*Task objective*. Every line holding the string "crate" is to be copied from the entries below.

*Record set*.
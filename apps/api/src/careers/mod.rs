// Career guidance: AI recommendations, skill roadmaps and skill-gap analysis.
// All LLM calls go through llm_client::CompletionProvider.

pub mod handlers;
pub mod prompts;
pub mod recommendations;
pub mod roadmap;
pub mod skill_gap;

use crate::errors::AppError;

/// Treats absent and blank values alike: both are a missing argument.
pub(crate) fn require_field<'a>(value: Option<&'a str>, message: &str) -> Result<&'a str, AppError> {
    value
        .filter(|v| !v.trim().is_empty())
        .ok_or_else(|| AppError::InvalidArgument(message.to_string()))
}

*Final answer*.
use crate::errors::AppError;
pub(crate) fn require_field<'a>(value: Option<&'a str>, message: &str) -> Result<&'a str, AppError> {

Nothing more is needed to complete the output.